## Exercise requirements
Search the records for the word "const" and copy each line in which it appears.

## Source records
--------------------
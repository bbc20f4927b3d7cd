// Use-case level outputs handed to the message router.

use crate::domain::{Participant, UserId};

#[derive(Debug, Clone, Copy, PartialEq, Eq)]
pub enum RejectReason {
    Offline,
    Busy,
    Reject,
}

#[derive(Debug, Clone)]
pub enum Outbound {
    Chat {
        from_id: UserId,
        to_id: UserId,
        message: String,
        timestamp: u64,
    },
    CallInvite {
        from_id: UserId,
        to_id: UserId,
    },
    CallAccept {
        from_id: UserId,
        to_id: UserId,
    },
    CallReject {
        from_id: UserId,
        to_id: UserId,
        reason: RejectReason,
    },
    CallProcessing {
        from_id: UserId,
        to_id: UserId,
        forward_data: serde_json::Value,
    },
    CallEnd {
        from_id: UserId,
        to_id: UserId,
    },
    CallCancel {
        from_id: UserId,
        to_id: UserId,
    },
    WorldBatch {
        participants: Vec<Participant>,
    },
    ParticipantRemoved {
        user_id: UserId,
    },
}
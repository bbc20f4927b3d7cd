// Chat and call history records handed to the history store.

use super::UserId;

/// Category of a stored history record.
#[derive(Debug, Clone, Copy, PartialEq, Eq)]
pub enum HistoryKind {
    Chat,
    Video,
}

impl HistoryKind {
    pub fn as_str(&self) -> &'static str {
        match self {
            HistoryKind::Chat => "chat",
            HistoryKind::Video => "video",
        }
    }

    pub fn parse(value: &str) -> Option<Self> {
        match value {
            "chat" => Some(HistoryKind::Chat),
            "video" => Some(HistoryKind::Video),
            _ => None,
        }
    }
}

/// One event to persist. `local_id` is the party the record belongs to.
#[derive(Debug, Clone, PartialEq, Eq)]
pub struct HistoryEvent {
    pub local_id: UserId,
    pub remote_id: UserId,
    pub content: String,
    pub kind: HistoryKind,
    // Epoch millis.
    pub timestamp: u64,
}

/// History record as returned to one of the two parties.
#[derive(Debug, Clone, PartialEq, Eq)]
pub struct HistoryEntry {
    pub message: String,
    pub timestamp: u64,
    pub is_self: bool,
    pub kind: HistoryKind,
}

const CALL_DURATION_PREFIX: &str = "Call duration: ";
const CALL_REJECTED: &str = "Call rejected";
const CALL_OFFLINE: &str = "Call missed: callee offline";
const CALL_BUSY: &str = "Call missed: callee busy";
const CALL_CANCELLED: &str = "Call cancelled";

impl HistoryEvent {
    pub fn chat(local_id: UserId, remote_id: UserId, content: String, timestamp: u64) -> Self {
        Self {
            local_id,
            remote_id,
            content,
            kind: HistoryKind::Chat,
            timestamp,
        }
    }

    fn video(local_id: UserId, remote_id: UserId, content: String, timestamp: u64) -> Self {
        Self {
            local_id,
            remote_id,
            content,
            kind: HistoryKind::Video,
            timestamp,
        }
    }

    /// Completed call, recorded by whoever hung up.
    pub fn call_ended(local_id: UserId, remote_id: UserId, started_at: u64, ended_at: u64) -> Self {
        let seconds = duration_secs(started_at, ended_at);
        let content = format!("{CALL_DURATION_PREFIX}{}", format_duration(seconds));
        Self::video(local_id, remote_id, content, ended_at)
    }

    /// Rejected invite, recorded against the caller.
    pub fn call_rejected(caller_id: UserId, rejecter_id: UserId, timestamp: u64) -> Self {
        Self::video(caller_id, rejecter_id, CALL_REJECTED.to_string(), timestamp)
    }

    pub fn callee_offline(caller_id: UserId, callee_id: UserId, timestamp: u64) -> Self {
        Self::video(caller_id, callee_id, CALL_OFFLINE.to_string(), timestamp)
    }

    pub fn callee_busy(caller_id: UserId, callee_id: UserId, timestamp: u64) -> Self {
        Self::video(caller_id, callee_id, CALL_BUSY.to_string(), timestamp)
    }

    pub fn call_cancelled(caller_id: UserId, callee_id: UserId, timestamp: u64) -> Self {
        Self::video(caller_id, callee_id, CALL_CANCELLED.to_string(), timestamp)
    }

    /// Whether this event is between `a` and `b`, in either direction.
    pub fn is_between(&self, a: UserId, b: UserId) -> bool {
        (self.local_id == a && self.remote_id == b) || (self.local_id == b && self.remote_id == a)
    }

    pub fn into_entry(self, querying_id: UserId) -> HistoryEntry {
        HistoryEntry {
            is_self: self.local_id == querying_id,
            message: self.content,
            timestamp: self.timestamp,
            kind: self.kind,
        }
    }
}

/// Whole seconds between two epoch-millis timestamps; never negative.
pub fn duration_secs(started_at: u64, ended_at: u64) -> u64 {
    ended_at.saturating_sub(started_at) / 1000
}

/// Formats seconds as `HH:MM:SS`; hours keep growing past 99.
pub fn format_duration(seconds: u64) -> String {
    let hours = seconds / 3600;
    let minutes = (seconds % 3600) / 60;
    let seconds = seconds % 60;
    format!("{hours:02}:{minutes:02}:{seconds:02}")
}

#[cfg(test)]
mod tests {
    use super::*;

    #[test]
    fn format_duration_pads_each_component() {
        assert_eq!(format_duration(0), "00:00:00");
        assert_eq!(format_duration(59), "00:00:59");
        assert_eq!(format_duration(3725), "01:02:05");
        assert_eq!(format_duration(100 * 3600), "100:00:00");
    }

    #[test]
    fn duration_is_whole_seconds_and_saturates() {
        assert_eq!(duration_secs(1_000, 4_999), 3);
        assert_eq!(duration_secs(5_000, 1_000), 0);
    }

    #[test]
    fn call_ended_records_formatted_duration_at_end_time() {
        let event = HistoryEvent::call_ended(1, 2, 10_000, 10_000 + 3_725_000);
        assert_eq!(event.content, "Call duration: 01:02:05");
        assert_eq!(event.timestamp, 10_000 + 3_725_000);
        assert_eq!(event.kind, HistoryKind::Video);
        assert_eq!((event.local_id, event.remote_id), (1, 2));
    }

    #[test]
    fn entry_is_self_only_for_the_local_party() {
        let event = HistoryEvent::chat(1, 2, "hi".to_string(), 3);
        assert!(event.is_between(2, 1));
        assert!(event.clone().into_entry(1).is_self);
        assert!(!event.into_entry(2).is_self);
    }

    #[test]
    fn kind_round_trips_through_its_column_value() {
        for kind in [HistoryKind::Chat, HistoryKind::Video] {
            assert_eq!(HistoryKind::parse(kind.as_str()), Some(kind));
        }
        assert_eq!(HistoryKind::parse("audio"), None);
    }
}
--------------------
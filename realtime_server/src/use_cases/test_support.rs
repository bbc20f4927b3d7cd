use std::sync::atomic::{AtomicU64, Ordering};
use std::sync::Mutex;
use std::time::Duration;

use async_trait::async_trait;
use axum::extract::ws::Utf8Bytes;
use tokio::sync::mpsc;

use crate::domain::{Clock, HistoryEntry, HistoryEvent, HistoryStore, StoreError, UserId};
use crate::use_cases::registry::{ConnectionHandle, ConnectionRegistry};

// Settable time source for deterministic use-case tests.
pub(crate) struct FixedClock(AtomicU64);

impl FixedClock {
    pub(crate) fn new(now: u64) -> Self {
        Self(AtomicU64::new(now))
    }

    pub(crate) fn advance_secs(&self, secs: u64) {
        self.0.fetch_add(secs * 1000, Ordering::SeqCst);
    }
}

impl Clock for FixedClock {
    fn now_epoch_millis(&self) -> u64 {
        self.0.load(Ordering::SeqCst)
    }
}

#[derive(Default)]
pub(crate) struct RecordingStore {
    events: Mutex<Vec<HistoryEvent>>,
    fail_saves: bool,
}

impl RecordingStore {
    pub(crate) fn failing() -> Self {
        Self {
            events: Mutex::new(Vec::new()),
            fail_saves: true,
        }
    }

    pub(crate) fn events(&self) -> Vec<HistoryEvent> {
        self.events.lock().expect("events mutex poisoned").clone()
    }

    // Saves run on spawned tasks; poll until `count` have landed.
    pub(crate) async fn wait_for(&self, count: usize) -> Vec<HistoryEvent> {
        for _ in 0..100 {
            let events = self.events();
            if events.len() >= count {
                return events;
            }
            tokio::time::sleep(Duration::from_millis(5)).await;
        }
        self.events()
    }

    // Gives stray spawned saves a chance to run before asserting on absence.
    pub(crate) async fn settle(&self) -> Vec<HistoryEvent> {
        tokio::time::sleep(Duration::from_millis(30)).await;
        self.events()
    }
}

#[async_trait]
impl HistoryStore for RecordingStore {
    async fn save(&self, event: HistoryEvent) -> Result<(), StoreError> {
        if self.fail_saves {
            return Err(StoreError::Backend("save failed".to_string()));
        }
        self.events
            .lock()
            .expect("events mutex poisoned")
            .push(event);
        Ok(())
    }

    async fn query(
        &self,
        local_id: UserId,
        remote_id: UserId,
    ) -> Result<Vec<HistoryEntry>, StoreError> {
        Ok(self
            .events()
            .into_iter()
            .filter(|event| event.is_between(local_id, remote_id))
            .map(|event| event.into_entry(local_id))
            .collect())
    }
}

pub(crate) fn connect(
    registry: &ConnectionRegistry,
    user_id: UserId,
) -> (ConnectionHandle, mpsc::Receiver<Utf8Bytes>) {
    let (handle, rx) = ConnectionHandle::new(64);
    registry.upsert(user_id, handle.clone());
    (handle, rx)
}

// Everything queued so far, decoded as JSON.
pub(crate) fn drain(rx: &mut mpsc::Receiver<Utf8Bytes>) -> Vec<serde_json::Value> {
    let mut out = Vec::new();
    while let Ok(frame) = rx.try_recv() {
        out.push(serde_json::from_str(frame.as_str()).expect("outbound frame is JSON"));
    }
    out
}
--------------------
## Response
const CALL_DURATION_PREFIX: &str = "Call duration: ";
const CALL_REJECTED: &str = "Call rejected";
const CALL_OFFLINE: &str = "Call missed: callee offline";
const CALL_BUSY: &str = "Call missed: callee busy";
const CALL_CANCELLED: &str = "Call cancelled";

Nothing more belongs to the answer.